__Exercise aim__
Could you reproduce, from the records below, everything from the line with "pub struct ProviderRouter" down to the line with "the upstream call.", keeping both of those lines and changing nothing?

__Data to examine__
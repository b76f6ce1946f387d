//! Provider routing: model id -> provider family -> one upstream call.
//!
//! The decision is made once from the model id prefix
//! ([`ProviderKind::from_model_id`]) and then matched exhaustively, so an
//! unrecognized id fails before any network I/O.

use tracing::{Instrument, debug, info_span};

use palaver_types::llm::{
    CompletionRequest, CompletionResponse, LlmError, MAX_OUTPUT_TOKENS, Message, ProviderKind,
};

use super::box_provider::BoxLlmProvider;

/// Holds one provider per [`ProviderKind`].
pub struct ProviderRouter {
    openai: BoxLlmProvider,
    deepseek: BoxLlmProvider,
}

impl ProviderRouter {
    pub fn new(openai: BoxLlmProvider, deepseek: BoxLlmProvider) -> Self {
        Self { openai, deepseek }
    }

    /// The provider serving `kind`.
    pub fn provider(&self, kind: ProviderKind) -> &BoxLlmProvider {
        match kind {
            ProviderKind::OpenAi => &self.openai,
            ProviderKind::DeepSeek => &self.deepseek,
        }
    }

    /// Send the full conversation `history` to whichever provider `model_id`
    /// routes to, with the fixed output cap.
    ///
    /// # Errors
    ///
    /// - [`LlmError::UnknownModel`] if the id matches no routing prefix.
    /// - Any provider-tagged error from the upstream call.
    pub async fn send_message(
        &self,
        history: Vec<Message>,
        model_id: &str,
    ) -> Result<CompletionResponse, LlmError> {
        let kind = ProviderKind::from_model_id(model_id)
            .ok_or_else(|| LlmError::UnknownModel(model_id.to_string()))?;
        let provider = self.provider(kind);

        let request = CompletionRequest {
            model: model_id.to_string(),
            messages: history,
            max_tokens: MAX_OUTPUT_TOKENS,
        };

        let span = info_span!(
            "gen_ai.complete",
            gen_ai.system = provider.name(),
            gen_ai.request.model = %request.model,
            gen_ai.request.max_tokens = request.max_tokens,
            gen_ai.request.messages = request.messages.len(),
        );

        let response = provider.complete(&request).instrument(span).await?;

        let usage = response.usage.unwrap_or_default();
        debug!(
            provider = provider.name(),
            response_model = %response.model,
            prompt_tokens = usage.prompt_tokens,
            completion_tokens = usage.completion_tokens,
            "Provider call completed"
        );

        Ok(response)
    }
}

__Solution for this exercise__
pub struct ProviderRouter {
    openai: BoxLlmProvider,
    deepseek: BoxLlmProvider,
}

impl ProviderRouter {
    pub fn new(openai: BoxLlmProvider, deepseek: BoxLlmProvider) -> Self {
        Self { openai, deepseek }
    }

    /// The provider serving `kind`.
    pub fn provider(&self, kind: ProviderKind) -> &BoxLlmProvider {
        match kind {
            ProviderKind::OpenAi => &self.openai,
            ProviderKind::DeepSeek => &self.deepseek,
        }
    }

    /// Send the full conversation `history` to whichever provider `model_id`
    /// routes to, with the fixed output cap.
    ///
    /// # Errors
    ///
    /// - [`LlmError::UnknownModel`] if the id matches no routing prefix.
    /// - Any provider-tagged error from the upstream call.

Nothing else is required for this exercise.